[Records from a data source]
•••••

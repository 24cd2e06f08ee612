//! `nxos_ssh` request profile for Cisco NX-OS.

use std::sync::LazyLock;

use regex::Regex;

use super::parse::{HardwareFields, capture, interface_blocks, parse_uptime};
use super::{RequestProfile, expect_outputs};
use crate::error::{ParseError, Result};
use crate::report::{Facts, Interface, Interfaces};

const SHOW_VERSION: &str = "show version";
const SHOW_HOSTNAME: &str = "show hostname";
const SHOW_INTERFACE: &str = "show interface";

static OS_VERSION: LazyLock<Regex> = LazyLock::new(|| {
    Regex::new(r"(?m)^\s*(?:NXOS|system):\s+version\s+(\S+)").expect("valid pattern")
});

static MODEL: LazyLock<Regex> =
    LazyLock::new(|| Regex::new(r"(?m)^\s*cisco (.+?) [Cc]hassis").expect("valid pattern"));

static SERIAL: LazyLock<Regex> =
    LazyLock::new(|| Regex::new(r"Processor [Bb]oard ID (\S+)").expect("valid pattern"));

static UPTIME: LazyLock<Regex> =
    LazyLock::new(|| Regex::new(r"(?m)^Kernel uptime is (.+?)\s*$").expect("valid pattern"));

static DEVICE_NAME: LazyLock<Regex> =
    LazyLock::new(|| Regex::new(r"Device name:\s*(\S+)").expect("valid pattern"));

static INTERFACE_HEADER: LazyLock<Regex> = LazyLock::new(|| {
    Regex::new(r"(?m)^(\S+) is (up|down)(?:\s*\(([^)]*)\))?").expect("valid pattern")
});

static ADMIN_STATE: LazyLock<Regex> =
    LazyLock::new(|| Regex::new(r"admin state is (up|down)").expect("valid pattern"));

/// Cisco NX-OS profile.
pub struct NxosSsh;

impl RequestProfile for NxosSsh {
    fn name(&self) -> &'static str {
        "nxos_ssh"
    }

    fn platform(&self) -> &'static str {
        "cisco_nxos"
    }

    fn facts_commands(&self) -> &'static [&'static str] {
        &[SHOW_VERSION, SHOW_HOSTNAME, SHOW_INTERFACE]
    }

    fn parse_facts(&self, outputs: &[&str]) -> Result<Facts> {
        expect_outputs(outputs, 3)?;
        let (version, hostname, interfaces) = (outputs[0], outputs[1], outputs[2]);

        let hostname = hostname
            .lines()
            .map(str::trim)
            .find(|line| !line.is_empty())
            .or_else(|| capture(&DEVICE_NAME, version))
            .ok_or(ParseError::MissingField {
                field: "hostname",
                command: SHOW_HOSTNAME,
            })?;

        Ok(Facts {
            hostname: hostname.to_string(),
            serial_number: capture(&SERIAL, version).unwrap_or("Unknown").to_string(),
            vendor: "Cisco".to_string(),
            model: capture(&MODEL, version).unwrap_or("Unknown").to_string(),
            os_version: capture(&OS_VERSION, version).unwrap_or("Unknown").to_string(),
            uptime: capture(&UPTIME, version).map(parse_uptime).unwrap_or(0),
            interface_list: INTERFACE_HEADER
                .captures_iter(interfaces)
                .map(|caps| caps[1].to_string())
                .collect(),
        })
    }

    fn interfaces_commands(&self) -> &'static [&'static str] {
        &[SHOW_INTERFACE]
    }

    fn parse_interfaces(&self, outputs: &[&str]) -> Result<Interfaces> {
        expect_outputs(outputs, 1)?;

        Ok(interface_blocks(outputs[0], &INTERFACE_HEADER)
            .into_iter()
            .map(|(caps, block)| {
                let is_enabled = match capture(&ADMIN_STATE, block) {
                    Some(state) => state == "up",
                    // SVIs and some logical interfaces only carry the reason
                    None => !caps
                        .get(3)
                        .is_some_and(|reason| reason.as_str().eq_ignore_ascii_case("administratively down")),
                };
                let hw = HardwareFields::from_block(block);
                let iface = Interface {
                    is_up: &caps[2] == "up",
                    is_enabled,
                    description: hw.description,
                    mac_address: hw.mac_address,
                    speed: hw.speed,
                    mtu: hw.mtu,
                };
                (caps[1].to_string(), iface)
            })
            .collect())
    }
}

•••••

Problem requirements >>
All of the data is to be written out again, word for word.

Your response >>
repository 24cd2e06f08ee612
//! `nxos_ssh` request profile for Cisco NX-OS.

use std::sync::LazyLock;

use regex::Regex;

use super::parse::{HardwareFields, capture, interface_blocks, parse_uptime};
use super::{RequestProfile, expect_outputs};
use crate::error::{ParseError, Result};
use crate::report::{Facts, Interface, Interfaces};

const SHOW_VERSION: &str = "show version";
const SHOW_HOSTNAME: &str = "show hostname";
const SHOW_INTERFACE: &str = "show interface";

static OS_VERSION: LazyLock<Regex> = LazyLock::new(|| {
    Regex::new(r"(?m)^\s*(?:NXOS|system):\s+version\s+(\S+)").expect("valid pattern")
});

static MODEL: LazyLock<Regex> =
    LazyLock::new(|| Regex::new(r"(?m)^\s*cisco (.+?) [Cc]hassis").expect("valid pattern"));

static SERIAL: LazyLock<Regex> =
    LazyLock::new(|| Regex::new(r"Processor [Bb]oard ID (\S+)").expect("valid pattern"));

static UPTIME: LazyLock<Regex> =
    LazyLock::new(|| Regex::new(r"(?m)^Kernel uptime is (.+?)\s*$").expect("valid pattern"));

static DEVICE_NAME: LazyLock<Regex> =
    LazyLock::new(|| Regex::new(r"Device name:\s*(\S+)").expect("valid pattern"));

static INTERFACE_HEADER: LazyLock<Regex> = LazyLock::new(|| {
    Regex::new(r"(?m)^(\S+) is (up|down)(?:\s*\(([^)]*)\))?").expect("valid pattern")
});

static ADMIN_STATE: LazyLock<Regex> =
    LazyLock::new(|| Regex::new(r"admin state is (up|down)").expect("valid pattern"));

/// Cisco NX-OS profile.
pub struct NxosSsh;

impl RequestProfile for NxosSsh {
    fn name(&self) -> &'static str {
        "nxos_ssh"
    }

    fn platform(&self) -> &'static str {
        "cisco_nxos"
    }

    fn facts_commands(&self) -> &'static [&'static str] {
        &[SHOW_VERSION, SHOW_HOSTNAME, SHOW_INTERFACE]
    }

    fn parse_facts(&self, outputs: &[&str]) -> Result<Facts> {
        expect_outputs(outputs, 3)?;
        let (version, hostname, interfaces) = (outputs[0], outputs[1], outputs[2]);

        let hostname = hostname
            .lines()
            .map(str::trim)
            .find(|line| !line.is_empty())
            .or_else(|| capture(&DEVICE_NAME, version))
            .ok_or(ParseError::MissingField {
                field: "hostname",
                command: SHOW_HOSTNAME,
            })?;

        Ok(Facts {
            hostname: hostname.to_string(),
            serial_number: capture(&SERIAL, version).unwrap_or("Unknown").to_string(),
            vendor: "Cisco".to_string(),
            model: capture(&MODEL, version).unwrap_or("Unknown").to_string(),
            os_version: capture(&OS_VERSION, version).unwrap_or("Unknown").to_string(),
            uptime: capture(&UPTIME, version).map(parse_uptime).unwrap_or(0),
            interface_list: INTERFACE_HEADER
                .captures_iter(interfaces)
                .map(|caps| caps[1].to_string())
                .collect(),
        })
    }

    fn interfaces_commands(&self) -> &'static [&'static str] {
        &[SHOW_INTERFACE]
    }

    fn parse_interfaces(&self, outputs: &[&str]) -> Result<Interfaces> {
        expect_outputs(outputs, 1)?;

        Ok(interface_blocks(outputs[0], &INTERFACE_HEADER)
            .into_iter()
            .map(|(caps, block)| {
                let is_enabled = match capture(&ADMIN_STATE, block) {
                    Some(state) => state == "up",
                    // SVIs and some logical interfaces only carry the reason
                    None => !caps
                        .get(3)
                        .is_some_and(|reason| reason.as_str().eq_ignore_ascii_case("administratively down")),
                };
                let hw = HardwareFields::from_block(block);
                let iface = Interface {
                    is_up: &caps[2] == "up",
                    is_enabled,
                    description: hw.description,
                    mac_address: hw.mac_address,
                    speed: hw.speed,
                    mtu: hw.mtu,
                };
                (caps[1].to_string(), iface)
            })
            .collect())
    }
}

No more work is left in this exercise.